Some time ago I explained in my blog what” seo is> , for anyone who starts to ask themselves questions about how to position their website in search engines. Well, today I want to go a step further by telling, as thoroughly as possible, what is the process for a web page to appear in a search engine like Google.
For many people Google is synonymous with the Internet , something that is due to the evolution of the way users browse the network. Oddly enough, before the use of search engines such as Yahoo and Google spread, people learned the web addresses to access them. Currently users go directly to the search engine and enter a query to get what they are looking for.
But before a web page appears in the results of that query, it must first go through the 3 phases that the search engines carry out: crawling , indexing and ranking . Let’s see what each of these phases consist of.
For search engines search engines have the so-called “bots” (robots), which are computer programs that comb the World Wide Web to find new content to offer users. How do they do this?

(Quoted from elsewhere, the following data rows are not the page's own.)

//! Strongly-typed identifiers used across the domain.
//!
//! Every document gets a [`DocumentId`] from the store. The per-resource ids wrap the
//! same UUID so a reference field (`customer_id`, `site_id`, ...) can't be mixed up
//! with another resource's id at compile time.

use core::str::FromStr;
use serde::{Deserialize, Serialize};
use uuid::Uuid;

use crate::error::DomainError;

/// Store-assigned document key.
#[derive(Debug, Copy, Clone, PartialEq, Eq, PartialOrd, Ord, Hash, Serialize, Deserialize)]
#[serde(transparent)]
pub struct DocumentId(Uuid);

/// Identifier of a customer document.
#[derive(Debug, Copy, Clone, PartialEq, Eq, PartialOrd, Ord, Hash, Serialize, Deserialize)]
#[serde(transparent)]
pub struct CustomerId(Uuid);

/// Identifier of a site document.
#[derive(Debug, Copy, Clone, PartialEq, Eq, PartialOrd, Ord, Hash, Serialize, Deserialize)]
#[serde(transparent)]
pub struct SiteId(Uuid);

/// Identifier of an infrastructure location document.
#[derive(Debug, Copy, Clone, PartialEq, Eq, PartialOrd, Ord, Hash, Serialize, Deserialize)]
#[serde(transparent)]
pub struct LocationId(Uuid);

/// Identifier of an asset document.
#[derive(Debug, Copy, Clone, PartialEq, Eq, PartialOrd, Ord, Hash, Serialize, Deserialize)]
#[serde(transparent)]
pub struct AssetId(Uuid);

macro_rules! impl_uuid_newtype {
    ($t:ty, $name:literal) => {
        impl $t {
            /// Create a new identifier.
            ///
            /// Uses UUIDv7 (time-ordered).
            pub fn new() -> Self {
                Self(Uuid::now_v7())
            }

            pub fn from_uuid(uuid: Uuid) -> Self {
                Self(uuid)
            }

            pub fn as_uuid(&self) -> &Uuid {
                &self.0
            }
        }

        impl Default for $t {
            fn default() -> Self {
                Self::new()
            }
        }

        impl core::fmt::Display for $t {
            fn fmt(&self, f: &mut core::fmt::Formatter<'_>) -> core::fmt::Result {
                core::fmt::Display::fmt(&self.0, f)
            }
        }

        impl From<Uuid> for $t {
            fn from(value: Uuid) -> Self {
                Self(value)
            }
        }

        impl From<$t> for Uuid {
            fn from(value: $t) -> Self {
                value.0
            }
        }

        impl FromStr for $t {
            type Err = DomainError;

            fn from_str(s: &str) -> Result<Self, Self::Err> {
                let uuid = Uuid::from_str(s.trim())
                    .map_err(|_| DomainError::invalid_id(format!("{} format: {}", $name, s)))?;
                Ok(Self(uuid))
            }
        }
    };
}

macro_rules! impl_document_ref {
    ($t:ty) => {
        impl From<DocumentId> for $t {
            fn from(value: DocumentId) -> Self {
                Self(value.0)
            }
        }

        impl From<$t> for DocumentId {
            fn from(value: $t) -> Self {
                DocumentId(value.0)
            }
        }
    };
}

impl_uuid_newtype!(DocumentId, "document id");
impl_uuid_newtype!(CustomerId, "customer id");
impl_uuid_newtype!(SiteId, "site id");
impl_uuid_newtype!(LocationId, "infrastructure location id");
impl_uuid_newtype!(AssetId, "asset id");

impl_document_ref!(CustomerId);
impl_document_ref!(SiteId);
impl_document_ref!(LocationId);
impl_document_ref!(AssetId);

/// Parse an optional id field where an empty string means "absent".
pub fn parse_optional<I>(raw: Option<&str>) -> Result<Option<I>, DomainError>
where
    I: FromStr<Err = DomainError>,
{
    match raw.map(str::trim) {
        None | Some("") => Ok(None),
        Some(s) => s.parse().map(Some),
    }
}

#[cfg(test)]
mod tests {
    use super::*;

    #[test]
    fn malformed_id_is_invalid_format() {
        let err = "not-a-uuid".parse::<CustomerId>().unwrap_err();
        assert_eq!(err.to_string(), "invalid customer id format: not-a-uuid");
    }

    #[test]
    fn typed_ids_round_trip_through_document_id() {
        let site = SiteId::new();
        let doc: DocumentId = site.into();
        assert_eq!(SiteId::from(doc), site);
        assert_eq!(doc.to_string(), site.to_string());
    }

    #[test]
    fn ids_serialize_as_plain_strings() {
        let id = AssetId::new();
        let json = serde_json::to_value(id).unwrap();
        assert_eq!(json, serde_json::Value::String(id.to_string()));
    }

    #[test]
    fn parse_optional_treats_blank_as_absent() {
        assert_eq!(parse_optional::<SiteId>(None).unwrap(), None);
        assert_eq!(parse_optional::<SiteId>(Some("  ")).unwrap(), None);
        assert!(parse_optional::<SiteId>(Some("nope")).is_err());
        let id = SiteId::new();
        assert_eq!(
            parse_optional::<SiteId>(Some(&id.to_string())).unwrap(),
            Some(id)
        );
    }
}
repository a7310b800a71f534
//! HTTP API: routing, request/response mapping and server wiring.

pub mod app;
pub mod middleware;
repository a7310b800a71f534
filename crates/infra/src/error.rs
use thiserror::Error;

use assetdesk_core::{DomainError, ValidationError};

/// Document store failure.
///
/// These are **infrastructure errors** (connectivity, encoding) as opposed to domain
/// errors (validation, integrity, lifecycle rules).
#[derive(Debug, Error)]
pub enum StoreError {
    #[error("store unavailable: {0}")]
    Unavailable(String),

    #[error("store query failed: {0}")]
    Query(String),

    #[error("invalid document: {0}")]
    InvalidDocument(String),

    #[error("stored document could not be decoded: {0}")]
    Decode(String),

    #[error("store lock poisoned")]
    Poisoned,
}

/// Error returned by the orchestration services and repositories.
#[derive(Debug, Error)]
pub enum ServiceError {
    #[error(transparent)]
    Domain(#[from] DomainError),

    #[error(transparent)]
    Store(#[from] StoreError),
}

impl From<ValidationError> for ServiceError {
    fn from(value: ValidationError) -> Self {
        ServiceError::Domain(value.into())
    }
}

pub type ServiceResult<T> = Result<T, ServiceError>;
//! Customer and site lifecycle: the multi-document rules the store cannot enforce.
//!
//! - creating a customer with an address also creates its primary "Main Site"
//! - additional sites get the combined `"<Customer> - <Site>"` name, unique per customer
//! - a customer's last site cannot be deleted on its own
//! - deleting a customer deletes its sites first
//!
//! Check-then-act sequences on a customer's sites run under a per-customer async lock,
//! and customer registration (duplicate check + insert) under a single lock. This only
//! serialises requests within one process.

use std::collections::HashMap;
use std::sync::{Arc, Mutex, PoisonError};

use chrono::Utc;
use tokio::sync::OwnedMutexGuard;
use tracing::{info, instrument, warn};

use assetdesk_core::{CustomerId, DomainError, EntityKind, Record, SiteId};
use assetdesk_customers::{Customer, CustomerUpdate, NewSite, Site, SiteUpdate};

use crate::document_store::{DocumentStore, Filter};
use crate::error::ServiceResult;
use crate::integrity::ReferentialIntegrity;
use crate::repository::Repository;

/// Registry of per-customer async locks.
///
/// Idle entries (held only by the registry) are pruned on every acquisition.
#[derive(Debug, Default)]
struct CustomerLocks {
    inner: Mutex<HashMap<CustomerId, Arc<tokio::sync::Mutex<()>>>>,
}

impl CustomerLocks {
    async fn acquire(&self, customer_id: CustomerId) -> OwnedMutexGuard<()> {
        let lock = {
            let mut locks = self.inner.lock().unwrap_or_else(PoisonError::into_inner);
            locks.retain(|_, lock| Arc::strong_count(lock) > 1);
            locks.entry(customer_id).or_default().clone()
        };
        lock.lock_owned().await
    }
}

pub struct Lifecycle {
    customers: Repository<Customer>,
    sites: Repository<Site>,
    integrity: ReferentialIntegrity,
    registration: tokio::sync::Mutex<()>,
    locks: CustomerLocks,
}

impl Lifecycle {
    pub fn new(store: Arc<dyn DocumentStore>) -> Self {
        Self {
            customers: Repository::new(store.clone()),
            sites: Repository::new(store.clone()),
            integrity: ReferentialIntegrity::new(store),
            registration: tokio::sync::Mutex::new(()),
            locks: CustomerLocks::default(),
        }
    }

    fn sites_of(customer_id: CustomerId) -> Filter {
        Filter::new().eq("customer_id", customer_id.to_string())
    }

    /// Register a customer (and its main site when it has an address).
    ///
    /// A customer with the same name and contact email is returned unchanged instead
    /// of creating a second one.
    #[instrument(skip_all, fields(name = %customer.name), err)]
    pub async fn create_customer(&self, customer: Customer) -> ServiceResult<Record<Customer>> {
        customer.validate()?;
        let _registration = self.registration.lock().await;

        let (name, email) = customer.identity();
        let identity = Filter::new().eq("name", name).eq("contact_email", email);
        if let Some(existing) = self.customers.find_one(&identity).await? {
            info!(customer_id = %existing.id, "customer already registered");
            return Ok(existing);
        }

        let record = self.customers.insert(customer).await?;
        if let Some(address) = record.body.address.clone() {
            let main_site = Site::main_site(record.id, &record.body, address, Utc::now());
            if let Err(err) = self.sites.insert(main_site).await {
                warn!(customer_id = %record.id, error = %err, "main site creation failed; rolling back customer");
                self.roll_back_registration(record.id).await;
                return Err(err);
            }
        }

        info!(customer_id = %record.id, "customer created");
        Ok(record)
    }

    /// Compensating deletes for a half-created customer. Safe to repeat.
    async fn roll_back_registration(&self, customer_id: CustomerId) {
        if let Err(err) = self.customers.delete(customer_id).await {
            warn!(customer_id = %customer_id, error = %err, "rollback: customer delete failed");
        }
        if let Err(err) = self.sites.delete_many(&Self::sites_of(customer_id)).await {
            warn!(customer_id = %customer_id, error = %err, "rollback: site cleanup failed");
        }
    }

    /// Partial update; rejects a (name, email) pair already used by another customer.
    #[instrument(skip(self, update), err)]
    pub async fn update_customer(
        &self,
        raw_id: &str,
        update: CustomerUpdate,
    ) -> ServiceResult<Record<Customer>> {
        let id: CustomerId = raw_id.parse()?;
        update.validate()?;
        if update.is_empty() {
            return self.customers.fetch(id).await;
        }
        let _registration = self.registration.lock().await;

        if let Some((name, email)) = update.identity() {
            let clash = Filter::new()
                .eq("name", name)
                .eq("contact_email", email)
                .excluding(id);
            if self.customers.count(&clash).await? > 0 {
                return Err(DomainError::duplicate_name(
                    "another customer with the same name and email already exists",
                )
                .into());
            }
        }

        self.customers
            .update(id, &update)
            .await?
            .ok_or_else(|| DomainError::not_found(EntityKind::Customer).into())
    }

    /// Delete the customer's sites, then the customer.
    ///
    /// Site deletions are not restored if the customer delete fails afterwards.
    #[instrument(skip(self), err)]
    pub async fn delete_customer(&self, raw_id: &str) -> ServiceResult<()> {
        let id: CustomerId = raw_id.parse()?;
        let _guard = self.locks.acquire(id).await;

        let removed_sites = self.sites.delete_many(&Self::sites_of(id)).await?;
        if !self.customers.delete(id).await? {
            return Err(DomainError::not_found(EntityKind::Customer).into());
        }

        info!(customer_id = %id, removed_sites, "customer deleted");
        Ok(())
    }

    /// Add a site to a customer that already has its main site.
    #[instrument(skip(self, new_site), fields(customer_id = %new_site.customer_id), err)]
    pub async fn create_site(&self, new_site: NewSite) -> ServiceResult<Record<Site>> {
        new_site.validate()?;
        let customer = self.integrity.resolve_customer(&new_site.customer_id).await?;
        let customer_id = customer.id;
        // A customer deleted after resolution has no sites left, so the count below rejects.
        let _guard = self.locks.acquire(customer_id).await;

        if self.sites.count(&Self::sites_of(customer_id)).await? == 0 {
            return Err(DomainError::FirstSiteAutoCreated.into());
        }

        let site = new_site.into_site(customer_id, &customer.body.name, Utc::now());
        self.ensure_unique_name(customer_id, &site.name, None).await?;
        self.sites.insert(site).await
    }

    /// Partial update; a new name is re-combined with the customer's current name.
    #[instrument(skip(self, update), err)]
    pub async fn update_site(&self, raw_id: &str, update: SiteUpdate) -> ServiceResult<Record<Site>> {
        let id: SiteId = raw_id.parse()?;
        update.validate()?;
        let customer_id = self.sites.fetch(id).await?.body.customer_id;
        let _guard = self.locks.acquire(customer_id).await;
        let customer = self.integrity.customer(customer_id).await?;

        let patch = update.into_patch(&customer.body.name, Utc::now());
        if let Some(name) = &patch.name {
            self.ensure_unique_name(customer_id, name, Some(id)).await?;
        }

        self.sites
            .update(id, &patch)
            .await?
            .ok_or_else(|| DomainError::not_found(EntityKind::Site).into())
    }

    /// Delete a site unless it is the customer's last one.
    #[instrument(skip(self), err)]
    pub async fn delete_site(&self, raw_id: &str) -> ServiceResult<()> {
        let id: SiteId = raw_id.parse()?;
        let customer_id = self.sites.fetch(id).await?.body.customer_id;
        let _guard = self.locks.acquire(customer_id).await;

        // A concurrent delete of the same site may have won the lock first.
        if self.sites.get(id).await?.is_none() {
            return Err(DomainError::not_found(EntityKind::Site).into());
        }
        if self.sites.count(&Self::sites_of(customer_id)).await? <= 1 {
            return Err(DomainError::LastSiteProtected.into());
        }
        if !self.sites.delete(id).await? {
            return Err(DomainError::not_found(EntityKind::Site).into());
        }
        Ok(())
    }

    async fn ensure_unique_name(
        &self,
        customer_id: CustomerId,
        name: &str,
        exclude: Option<SiteId>,
    ) -> ServiceResult<()> {
        let mut filter = Self::sites_of(customer_id).eq("name", name);
        if let Some(id) = exclude {
            filter = filter.excluding(id);
        }
        if self.sites.count(&filter).await? > 0 {
            return Err(DomainError::duplicate_name(format!(
                "site with name '{name}' already exists for this customer"
            ))
            .into());
        }
        Ok(())
    }
}
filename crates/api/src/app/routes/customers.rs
use std::sync::Arc;

use axum::{
    extract::{Extension, Path},
    routing::{get, post},
    Router,
};

use assetdesk_core::CustomerId;
use assetdesk_customers::{Customer, CustomerUpdate};
use assetdesk_infra::Filter;

use crate::app::dto::{self, Payload};
use crate::app::errors;
use crate::app::services::AppServices;

pub fn router() -> Router {
    Router::new()
        .route("/customers", post(create_customer).get(list_customers))
        .route("/customers/", post(create_customer).get(list_customers))
        .route(
            "/customers/:id",
            get(get_customer).put(update_customer).delete(delete_customer),
        )
}

pub async fn list_customers(
    Extension(services): Extension<Arc<AppServices>>,
) -> axum::response::Response {
    match services.customers.find(&Filter::new()).await {
        Ok(items) => dto::ok(items),
        Err(e) => errors::service_error_to_response(e),
    }
}

pub async fn create_customer(
    Extension(services): Extension<Arc<AppServices>>,
    Payload(body): Payload<Customer>,
) -> axum::response::Response {
    match services.lifecycle.create_customer(body).await {
        Ok(record) => dto::ok(record),
        Err(e) => errors::service_error_to_response(e),
    }
}

pub async fn get_customer(
    Extension(services): Extension<Arc<AppServices>>,
    Path(id): Path<String>,
) -> axum::response::Response {
    let id: CustomerId = match dto::parse_id(&id) {
        Ok(id) => id,
        Err(resp) => return resp,
    };
    match services.customers.fetch(id).await {
        Ok(record) => dto::ok(record),
        Err(e) => errors::service_error_to_response(e),
    }
}

pub async fn update_customer(
    Extension(services): Extension<Arc<AppServices>>,
    Path(id): Path<String>,
    Payload(body): Payload<CustomerUpdate>,
) -> axum::response::Response {
    match services.lifecycle.update_customer(&id, body).await {
        Ok(record) => dto::ok(record),
        Err(e) => errors::service_error_to_response(e),
    }
}

/// Deletes the customer's sites too. Infrastructure and assets are left in place.
pub async fn delete_customer(
    Extension(services): Extension<Arc<AppServices>>,
    Path(id): Path<String>,
) -> axum::response::Response {
    match services.lifecycle.delete_customer(&id).await {
        Ok(()) => dto::message("Customer and associated sites deleted successfully"),
        Err(e) => errors::service_error_to_response(e),
    }
}
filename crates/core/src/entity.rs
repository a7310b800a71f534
//! Entity trait: identity + the collection a document lives in.

use core::fmt;
use core::hash::Hash;

use serde::de::DeserializeOwned;
use serde::{Deserialize, Serialize};

use crate::id::DocumentId;

/// The four resource kinds tracked by the inventory.
#[derive(Debug, Copy, Clone, PartialEq, Eq, Hash, Serialize, Deserialize)]
#[serde(rename_all = "snake_case")]
pub enum EntityKind {
    Customer,
    Site,
    InfrastructureLocation,
    Asset,
}

impl EntityKind {
    /// Name of the document-store collection holding this kind.
    pub fn collection(self) -> &'static str {
        match self {
            EntityKind::Customer => "customers",
            EntityKind::Site => "sites",
            EntityKind::InfrastructureLocation => "infrastructure",
            EntityKind::Asset => "assets",
        }
    }
}

impl fmt::Display for EntityKind {
    fn fmt(&self, f: &mut fmt::Formatter<'_>) -> fmt::Result {
        let label = match self {
            EntityKind::Customer => "Customer",
            EntityKind::Site => "Site",
            EntityKind::InfrastructureLocation => "Infrastructure location",
            EntityKind::Asset => "Asset",
        };
        f.write_str(label)
    }
}

/// A document body persisted in one collection.
///
/// The body never carries its own id; the store assigns one and [`Record`] pairs them.
pub trait Entity: Serialize + DeserializeOwned + Clone + fmt::Debug + Send + Sync + 'static {
    /// Strongly-typed identifier of this entity.
    type Id: Copy
        + Eq
        + Hash
        + fmt::Debug
        + fmt::Display
        + Serialize
        + From<DocumentId>
        + Into<DocumentId>
        + Send
        + Sync;

    const KIND: EntityKind;
}

/// A stored document together with its identifier.
///
/// Serializes as the flattened body with an extra `id` field (string form).
#[derive(Debug, Clone, PartialEq, Serialize)]
pub struct Record<T: Entity> {
    pub id: T::Id,
    #[serde(flatten)]
    pub body: T,
}

impl<T: Entity> Record<T> {
    pub fn new(id: impl Into<T::Id>, body: T) -> Self {
        Self {
            id: id.into(),
            body,
        }
    }
}
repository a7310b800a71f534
//! Postgres-backed document store.
//!
//! Every collection shares one JSONB table keyed by `(collection, id)`. Filters are
//! evaluated with JSONB containment (`body @> $filter`), updates with a top-level
//! merge (`body || $patch`).
//!
//! ## Error Mapping
//!
//! | SQLx Error | StoreError | Scenario |
//! |------------|------------|----------|
//! | Database (unique violation `23505`) | `InvalidDocument` | Key collision on insert |
//! | Database (other) | `Query` | Malformed statement, constraint failure |
//! | PoolClosed / PoolTimedOut / Io / Tls | `Unavailable` | Connectivity |
//! | ColumnDecode / Decode | `Decode` | Row does not carry the expected columns |
//! | Other | `Query` | Anything else |

use serde_json::{Map, Value};
use sqlx::postgres::{PgPoolOptions, PgRow};
use sqlx::{PgPool, Row};
use tracing::instrument;
use uuid::Uuid;

use assetdesk_core::DocumentId;

use super::query::Filter;
use super::r#trait::{DocumentStore, StoredDocument};
use crate::error::StoreError;

const BOOTSTRAP: &[&str] = &[
    r#"
    CREATE TABLE IF NOT EXISTS documents (
        collection TEXT NOT NULL,
        id UUID NOT NULL,
        body JSONB NOT NULL,
        PRIMARY KEY (collection, id)
    )
    "#,
    r#"
    CREATE INDEX IF NOT EXISTS documents_body_idx
        ON documents USING GIN (body jsonb_path_ops)
    "#,
];

/// Postgres JSONB document store.
///
/// Uses an SQLx connection pool, so the store is `Send + Sync` and cheap to share.
#[derive(Debug, Clone)]
pub struct PostgresDocumentStore {
    pool: PgPool,
}

impl PostgresDocumentStore {
    pub fn new(pool: PgPool) -> Self {
        Self { pool }
    }

    /// Connect and make sure the documents table exists.
    #[instrument(skip(url), err)]
    pub async fn connect(url: &str, max_connections: u32) -> Result<Self, StoreError> {
        let pool = PgPoolOptions::new()
            .max_connections(max_connections)
            .connect(url)
            .await
            .map_err(|e| map_sqlx_error("connect", e))?;

        let store = Self::new(pool);
        store.bootstrap().await?;
        Ok(store)
    }

    async fn bootstrap(&self) -> Result<(), StoreError> {
        for statement in BOOTSTRAP {
            sqlx::query(statement)
                .execute(&self.pool)
                .await
                .map_err(|e| map_sqlx_error("bootstrap", e))?;
        }
        Ok(())
    }
}

#[async_trait::async_trait]
impl DocumentStore for PostgresDocumentStore {
    #[instrument(skip(self, body), err)]
    async fn insert(&self, collection: &str, body: Value) -> Result<DocumentId, StoreError> {
        if !body.is_object() {
            return Err(StoreError::InvalidDocument(format!(
                "{collection} documents must be JSON objects"
            )));
        }

        let id = DocumentId::new();
        sqlx::query("INSERT INTO documents (collection, id, body) VALUES ($1, $2, $3)")
            .bind(collection)
            .bind(id.as_uuid())
            .bind(&body)
            .execute(&self.pool)
            .await
            .map_err(|e| map_sqlx_error("insert", e))?;
        Ok(id)
    }

    #[instrument(skip(self), fields(id = %id), err)]
    async fn get(
        &self,
        collection: &str,
        id: DocumentId,
    ) -> Result<Option<StoredDocument>, StoreError> {
        let row = sqlx::query("SELECT id, body FROM documents WHERE collection = $1 AND id = $2")
            .bind(collection)
            .bind(id.as_uuid())
            .fetch_optional(&self.pool)
            .await
            .map_err(|e| map_sqlx_error("get", e))?;

        row.as_ref().map(document_from_row).transpose()
    }

    #[instrument(skip(self, filter), err)]
    async fn find(
        &self,
        collection: &str,
        filter: &Filter,
    ) -> Result<Vec<StoredDocument>, StoreError> {
        let rows = sqlx::query(
            r#"
            SELECT id, body
            FROM documents
            WHERE collection = $1
              AND body @> $2
              AND ($3::uuid IS NULL OR id <> $3)
            ORDER BY id ASC
            "#,
        )
        .bind(collection)
        .bind(filter.to_containment())
        .bind(excluded(filter))
        .fetch_all(&self.pool)
        .await
        .map_err(|e| map_sqlx_error("find", e))?;

        rows.iter().map(document_from_row).collect()
    }

    #[instrument(skip(self, filter), err)]
    async fn count(&self, collection: &str, filter: &Filter) -> Result<u64, StoreError> {
        let row = sqlx::query(
            r#"
            SELECT COUNT(*) AS total
            FROM documents
            WHERE collection = $1
              AND body @> $2
              AND ($3::uuid IS NULL OR id <> $3)
            "#,
        )
        .bind(collection)
        .bind(filter.to_containment())
        .bind(excluded(filter))
        .fetch_one(&self.pool)
        .await
        .map_err(|e| map_sqlx_error("count", e))?;

        let total: i64 = row
            .try_get("total")
            .map_err(|e| map_sqlx_error("count", e))?;
        Ok(total.max(0) as u64)
    }

    #[instrument(skip(self, patch), fields(id = %id), err)]
    async fn update(
        &self,
        collection: &str,
        id: DocumentId,
        patch: Map<String, Value>,
    ) -> Result<bool, StoreError> {
        let result = sqlx::query(
            "UPDATE documents SET body = body || $3 WHERE collection = $1 AND id = $2",
        )
        .bind(collection)
        .bind(id.as_uuid())
        .bind(Value::Object(patch))
        .execute(&self.pool)
        .await
        .map_err(|e| map_sqlx_error("update", e))?;
        Ok(result.rows_affected() > 0)
    }

    #[instrument(skip(self), fields(id = %id), err)]
    async fn delete(&self, collection: &str, id: DocumentId) -> Result<bool, StoreError> {
        let result = sqlx::query("DELETE FROM documents WHERE collection = $1 AND id = $2")
            .bind(collection)
            .bind(id.as_uuid())
            .execute(&self.pool)
            .await
            .map_err(|e| map_sqlx_error("delete", e))?;
        Ok(result.rows_affected() > 0)
    }

    #[instrument(skip(self, filter), err)]
    async fn delete_many(&self, collection: &str, filter: &Filter) -> Result<u64, StoreError> {
        let result = sqlx::query(
            r#"
            DELETE FROM documents
            WHERE collection = $1
              AND body @> $2
              AND ($3::uuid IS NULL OR id <> $3)
            "#,
        )
        .bind(collection)
        .bind(filter.to_containment())
        .bind(excluded(filter))
        .execute(&self.pool)
        .await
        .map_err(|e| map_sqlx_error("delete_many", e))?;
        Ok(result.rows_affected())
    }

    async fn close(&self) {
        self.pool.close().await;
    }
}

fn excluded(filter: &Filter) -> Option<Uuid> {
    filter.excluded().map(Uuid::from)
}

fn document_from_row(row: &PgRow) -> Result<StoredDocument, StoreError> {
    let id: Uuid = row.try_get("id").map_err(|e| map_sqlx_error("decode_row", e))?;
    let body: Value = row
        .try_get("body")
        .map_err(|e| map_sqlx_error("decode_row", e))?;
    Ok(StoredDocument {
        id: DocumentId::from_uuid(id),
        body,
    })
}

/// Map SQLx errors to `StoreError`.
fn map_sqlx_error(operation: &str, err: sqlx::Error) -> StoreError {
    match err {
        sqlx::Error::Database(db_err) => {
            let msg = format!("database error in {}: {}", operation, db_err.message());
            match db_err.code().as_deref() {
                Some("23505") => StoreError::InvalidDocument(msg),
                _ => StoreError::Query(msg),
            }
        }
        sqlx::Error::PoolClosed => {
            StoreError::Unavailable(format!("connection pool closed in {}", operation))
        }
        sqlx::Error::PoolTimedOut => {
            StoreError::Unavailable(format!("connection pool timed out in {}", operation))
        }
        sqlx::Error::Io(e) => StoreError::Unavailable(format!("io error in {}: {}", operation, e)),
        sqlx::Error::Tls(e) => {
            StoreError::Unavailable(format!("tls error in {}: {}", operation, e))
        }
        sqlx::Error::ColumnDecode { .. } | sqlx::Error::Decode(_) => {
            StoreError::Decode(format!("{} in {}", err, operation))
        }
        _ => StoreError::Query(format!("sqlx error in {}: {}", operation, err)),
    }
}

I explain, from links these robots are discovering all the content of the linked website. So for each link discovered (eye, everything that looks like a link is treated as such) the following process is performed:
- Read all the content of the page in particular
- They collect all the links of said page
- Plan new tracking operations for the pages to which the links point
This process is done recursively, that is, it is retrieving the information of each web and in turn that of all the websites to which it links (as long as the “nofollow” attribute or any other impediment is not in the way examine the web), and this is done indefinitely. The ultimate goal is to locate all the possible content and recover it in the most optimal way in your own system, to show it later to the user.
Best of all, when you finish examining all the pages, go back to the beginning to examine them again for fresh content. A few years ago, Googlebot examined our page every X weeks, but given the freshness that currently characterizes the Internet, search engines have improved their resources to ensure that this process is carried out continuously. Today your website can be examined again in a matter of a few hours thanks to the power of hardware they have. In addition, the indexes are updated as soon as a page is crawled (from Google Caffeine ).
The next phase would be indexing, which consists of creating a content index that allows access to the expected content in an efficient manner. So once the crawling robots are discovering new content, they are copied (only those of the pages allowed through the robots.txt file) and are organized in these indexes. From Google Caffeine, this process is done simultaneously instead of being two different phases.
The textual resources of the web pages are fundamental in this process since they will serve to find matches with the words entered in the search engine, when the ranking process is carried out.
We now go to the most controversial phase that takes place every search engine, the classification of results for the user (ranking). I say controversial, because it is always possible to find in the first results, pages that are not considered precisely the “best” to return in a search query. These websites take advantage of the possible weaknesses of a search engine that has to process more than 20 billion websites with their respective interior pages, for infinite variations of the terms searched by users.
Let’s get to the point, in this phase the goal is to order the indexes of web pages based on the relevance they can have for the user, is not it? Well, how does this make a search engine like Google?
The first thing to say is that for this classification is based on the algorithm PageRank , which obviously has evolved a lot since its birth, but it will explain what Google has in mind when it comes to showing my web page.
What is page rank?
PageRank was devised by Larry Page and Sergey Brin, taking as reference the ranking systems of scientific publications in which the most important authors are those cited by other colleagues in their field.
With this starting point, we find a scenario in which a web page is more relevant if it has a large volume of links from other pages (it has been heavily referenced). Well, with nuances. Because currently the most important thing is not the number of links, but these links are of quality. What does quality mean? Well basically the links are natural (not achieved by spamming or other fraudulent practices), that these are mostly from sector pages, that these in turn have a certain reputation … etc. Logically, the more links of better quality, the more chances of winning those who compete for the main positions, but the quantity is no longer a key factor.
How does Google order the results?
To sort the results of a search, in addition to the incoming links, Google takes into account many other factors that do not derive directly from the so-called PageRank that we have just seen. Factors that have to do with the relationship of the keywords with the search query are determinants.
For example, if we search for “buy clothes online”, the search engine will be left of its indexes with the pages that have those 3 words in important elements of the web such as the title, the web address, the description, the header … etc . It will give priority to web pages with better profile of incoming links. And of course this valuation also depends on other factors that Google has been adding (they are more than 200).
So from now on, every time you ask the question “how to position my website”, take a look at the process that your page will follow and help optimize it.